Secure memory: Yay or nay

tniessen commented 4 years ago

OpenSSL has support for a concept that is referred to as secure memory or secure heap. Essentially, every time OpenSSL allocates memory, it indicates whether that memory should be allocated from the "normal" heap using malloc or from the "secure" heap. Allocations on the secure heap usually have the following security properties:

Allocated memory is never swapped to the disk and never included in core dumps, making it less likely to leak sensitive information through those.
Allocated memory is always overwritten on deallocation, also making it less likely to leak information.
It is far more difficult to use buffer overflows to retrieve data from these allocations. (OpenSSL causes the process to terminate if memory surrounding secure allocations is accessed.)

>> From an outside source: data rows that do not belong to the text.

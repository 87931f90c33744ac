//! # Inventory Ledger Service
//!
//! The stock ledger: every quantity change flows through here.
//!
//! ## Ledger Rules
//! ```text
//! ┌─────────────────────────────────────────────────────────────────────────┐
//! │                    Weighted-Average Costing                             │
//! │                                                                         │
//! │  PURCHASE (inflow)                                                      │
//! │    stock' = stock + qty                                                 │
//! │    avg'   = (stock × avg + qty × unit_cost) / (stock + qty)             │
//! │                                                                         │
//! │  OUTPUT (sale / waste / negative adjustment)                            │
//! │    stock' = stock − qty          (rejected if it would go negative)     │
//! │    avg'   = avg                  (outflows never move the average)      │
//! │    movement.quantity = −qty, movement.unit_cost = avg                   │
//! │                                                                         │
//! │  POSITIVE ADJUSTMENT (count overage)                                    │
//! │    stock' = stock + qty                                                 │
//! │    avg'   = avg                  (found stock is already-owned stock,   │
//! │                                   not a new purchase)                   │
//! │                                                                         │
//! │  Every persisted number is rounded to 6 decimals first.                 │
//! │  Every movement row carries (resulting_stock, resulting_avg_cost):      │
//! │  the last row per product must always equal the product snapshot.       │
//! └─────────────────────────────────────────────────────────────────────────┘
//! ```
//!
//! The `apply_*` helpers take `&mut SqliteConnection` and run inside the
//! caller's transaction; the `register_*` wrappers open and commit their own.

use chrono::Utc;
use sqlx::{SqliteConnection, SqlitePool};
use tracing::{debug, info};

use crate::error::{DbError, DbResult};
use fonda_core::costing::{qty_eq, round_qty, weighted_average};
use fonda_core::validation::{validate_quantity, validate_unit_cost};
use fonda_core::{CoreError, Movement, MovementKind, Product};

// =============================================================================
// In-Transaction Helpers
// =============================================================================

/// Loads a product inside the caller's transaction, requiring it to exist
/// and be active.
pub(crate) async fn load_active_product(
    conn: &mut SqliteConnection,
    product_id: &str,
) -> DbResult<Product> {
    let product = sqlx::query_as::<_, Product>(
        "SELECT id, name, unit, stock, avg_cost, is_active, created_at, updated_at \
         FROM products WHERE id = ?1",
    )
    .bind(product_id)
    .fetch_optional(&mut *conn)
    .await?
    .ok_or_else(|| CoreError::not_found("Product", product_id))?;

    if !product.is_active {
        return Err(CoreError::inactive("Product", product_id).into());
    }
    Ok(product)
}

/// Writes the product snapshot and appends the movement row.
///
/// `quantity` is already signed; `new_stock`/`new_avg` are already rounded.
async fn write_movement(
    conn: &mut SqliteConnection,
    product: &Product,
    kind: MovementKind,
    quantity: f64,
    unit_cost: f64,
    new_stock: f64,
    new_avg: f64,
    source_type: &str,
    source_id: &str,
) -> DbResult<Movement> {
    let now = Utc::now();

    sqlx::query("UPDATE products SET stock = ?1, avg_cost = ?2, updated_at = ?3 WHERE id = ?4")
        .bind(new_stock)
        .bind(new_avg)
        .bind(now)
        .bind(&product.id)
        .execute(&mut *conn)
        .await?;

    let result = sqlx::query(
        "INSERT INTO movements \
         (product_id, kind, source_type, source_id, quantity, unit_cost, \
          resulting_stock, resulting_avg_cost, created_at) \
         VALUES (?1, ?2, ?3, ?4, ?5, ?6, ?7, ?8, ?9)",
    )
    .bind(&product.id)
    .bind(kind)
    .bind(source_type)
    .bind(source_id)
    .bind(quantity)
    .bind(unit_cost)
    .bind(new_stock)
    .bind(new_avg)
    .bind(now)
    .execute(&mut *conn)
    .await?;

    debug!(
        product = %product.name,
        kind = ?kind,
        quantity,
        resulting_stock = new_stock,
        "Ledger movement written"
    );

    Ok(Movement {
        id: result.last_insert_rowid(),
        product_id: product.id.clone(),
        kind,
        source_type: source_type.to_string(),
        source_id: source_id.to_string(),
        quantity,
        unit_cost,
        resulting_stock: new_stock,
        resulting_avg_cost: new_avg,
        created_at: now,
    })
}

/// Registers a purchase inflow: stock grows and the weighted-average cost is
/// recomputed.
pub(crate) async fn apply_purchase(
    conn: &mut SqliteConnection,
    product_id: &str,
    quantity: f64,
    unit_cost: f64,
    source_type: &str,
    source_id: &str,
) -> DbResult<Movement> {
    validate_quantity("quantity", quantity).map_err(CoreError::from)?;
    validate_unit_cost(unit_cost).map_err(CoreError::from)?;

    let product = load_active_product(conn, product_id).await?;

    let quantity = round_qty(quantity);
    let unit_cost = round_qty(unit_cost);
    let new_stock = round_qty(product.stock + quantity);
    let new_avg = round_qty(weighted_average(
        product.stock,
        product.avg_cost,
        quantity,
        unit_cost,
    ));

    write_movement(
        conn,
        &product,
        MovementKind::Purchase,
        quantity,
        unit_cost,
        new_stock,
        new_avg,
        source_type,
        source_id,
    )
    .await
}

/// Registers an outflow (sale, waste, or negative adjustment).
///
/// Fails with `InsufficientStock` if the product cannot cover the quantity.
/// The average cost never moves on an outflow; the movement records the
/// current average as its unit cost and stores the quantity negated.
pub(crate) async fn apply_output(
    conn: &mut SqliteConnection,
    product_id: &str,
    kind: MovementKind,
    quantity: f64,
    source_type: &str,
    source_id: &str,
) -> DbResult<Movement> {
    debug_assert!(kind.is_outflow(), "apply_output called with inflow kind");
    validate_quantity("quantity", quantity).map_err(CoreError::from)?;

    let product = load_active_product(conn, product_id).await?;

    let quantity = round_qty(quantity);
    if !product.has_stock_for(quantity) {
        return Err(CoreError::InsufficientStock {
            product: product.name,
            available: product.stock,
            requested: quantity,
        }
        .into());
    }

    // Clamp to exactly zero when the remainder is below ledger precision
    let remainder = round_qty(product.stock - quantity);
    let new_stock = if qty_eq(remainder, 0.0) { 0.0 } else { remainder };

    write_movement(
        conn,
        &product,
        kind,
        -quantity,
        product.avg_cost,
        new_stock,
        product.avg_cost,
        source_type,
        source_id,
    )
    .await
}

/// Registers a positive adjustment (count overage): stock grows but the
/// average cost is deliberately left untouched.
pub(crate) async fn apply_positive_adjustment(
    conn: &mut SqliteConnection,
    product_id: &str,
    quantity: f64,
    source_type: &str,
    source_id: &str,
) -> DbResult<Movement> {
    validate_quantity("quantity", quantity).map_err(CoreError::from)?;

    let product = load_active_product(conn, product_id).await?;

    let quantity = round_qty(quantity);
    let new_stock = round_qty(product.stock + quantity);

    write_movement(
        conn,
        &product,
        MovementKind::PositiveAdjustment,
        quantity,
        product.avg_cost,
        new_stock,
        product.avg_cost,
        source_type,
        source_id,
    )
    .await
}

// =============================================================================
// Inventory Service
// =============================================================================

/// Public entry points for ledger operations.
///
/// Each `register_*` method runs in its own transaction. Flows that write the
/// ledger alongside other documents (purchases, counts, payments) use the
/// `apply_*` helpers directly inside their own transactions.
#[derive(Debug, Clone)]
pub struct InventoryService {
    pool: SqlitePool,
}

impl InventoryService {
    /// Creates a new InventoryService.
    pub fn new(pool: SqlitePool) -> Self {
        InventoryService { pool }
    }

    /// Registers a standalone purchase inflow for one product.
    pub async fn register_purchase(
        &self,
        product_id: &str,
        quantity: f64,
        unit_cost: f64,
        source_type: &str,
        source_id: &str,
    ) -> DbResult<Movement> {
        let mut tx = self.pool.begin().await?;
        let movement = apply_purchase(
            &mut tx, product_id, quantity, unit_cost, source_type, source_id,
        )
        .await?;
        tx.commit().await?;

        info!(product_id, quantity, "Purchase registered");
        Ok(movement)
    }

    /// Registers a standalone outflow for one product.
    pub async fn register_output(
        &self,
        product_id: &str,
        kind: MovementKind,
        quantity: f64,
        source_type: &str,
        source_id: &str,
    ) -> DbResult<Movement> {
        let mut tx = self.pool.begin().await?;
        let movement =
            apply_output(&mut tx, product_id, kind, quantity, source_type, source_id).await?;
        tx.commit().await?;

        info!(product_id, quantity, kind = ?kind, "Output registered");
        Ok(movement)
    }

    /// Registers a standalone positive adjustment for one product.
    pub async fn register_positive_adjustment(
        &self,
        product_id: &str,
        quantity: f64,
        source_type: &str,
        source_id: &str,
    ) -> DbResult<Movement> {
        let mut tx = self.pool.begin().await?;
        let movement =
            apply_positive_adjustment(&mut tx, product_id, quantity, source_type, source_id)
                .await?;
        tx.commit().await?;

        info!(product_id, quantity, "Positive adjustment registered");
        Ok(movement)
    }

    /// Returns the product snapshot together with its full movement history.
    pub async fn kardex(&self, product_id: &str) -> DbResult<(Product, Vec<Movement>)> {
        let product = sqlx::query_as::<_, Product>(
            "SELECT id, name, unit, stock, avg_cost, is_active, created_at, updated_at \
             FROM products WHERE id = ?1",
        )
        .bind(product_id)
        .fetch_optional(&self.pool)
        .await?
        .ok_or_else(|| DbError::not_found("Product", product_id))?;

        let movements = sqlx::query_as::<_, Movement>(
            "SELECT id, product_id, kind, source_type, source_id, quantity, unit_cost, \
             resulting_stock, resulting_avg_cost, created_at \
             FROM movements WHERE product_id = ?1 ORDER BY id",
        )
        .bind(product_id)
        .fetch_all(&self.pool)
        .await?;

        Ok((product, movements))
    }

    /// Verifies that the last movement's resulting balance matches the
    /// product snapshot, at ledger precision.
    ///
    /// A product with no movements is trivially consistent. Run after seeding
    /// or bulk operations, not on the hot path.
    pub async fn assert_consistency(&self, product_id: &str) -> DbResult<()> {
        let (product, movements) = self.kardex(product_id).await?;

        if let Some(last) = movements.last() {
            if !qty_eq(last.resulting_stock, product.stock) {
                return Err(CoreError::LedgerInconsistency {
                    product: product.name,
                    ledger: last.resulting_stock,
                    snapshot: product.stock,
                }
                .into());
            }
        }
        Ok(())
    }
}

Node.js does not use this feature, meaning that OpenSSL performs normal allocations. (OpenSSL still overwrites the memory on deallocation.) We can enable OpenSSL's implementation, but it is quite restrictive and will be difficult to configure for users of Node.js. The alternative is to provide a more suitable implementation within Node.js, which provides similar security properties while being easier to use and less restrictive. However, that requires:

Upstream changes to OpenSSL's memory management, in order to allow overriding the built-in secure memory implementation. I have talked to some of the maintainers, and they would likely accept such changes.
The actual secure heap implementation in Node.js. That is not super difficult, but the implementation is platform-specific and will not be easy to test.

I started working on this approach about a year ago, and never finished it. I got varying feedback at the Montreal summit, so let's discuss this in public before I either stop working on it or put in a lot more work. As someone pointed out, many cloud applications likely don't care about this level of security.

Even if we upstream the necessary changes in OpenSSL, it is unlikely to ever work with a shared OpenSSL library, so dynamic linking would disable the feature. Also, I don't want to break Electron (as I have done numerous times, sorry @codebytere!), so we would need to make sure to either propose the change to both OpenSSL and BoringSSL or to make it easy to opt out of the feature at compile time.

I also have a patch that solves https://github.com/nodejs/node/issues/18896, but relies on this particular feature, and is super dangerous to use.

mscdex commented 4 years ago

What are the performance implications?

tniessen commented 4 years ago

This would only affect data that Node.js/OpenSSL deems sensitive (e.g., TLS private keys). For that data, allocation and deallocation are potentially slower, but accessing the allocated memory is at least as fast as accessing any other memory region.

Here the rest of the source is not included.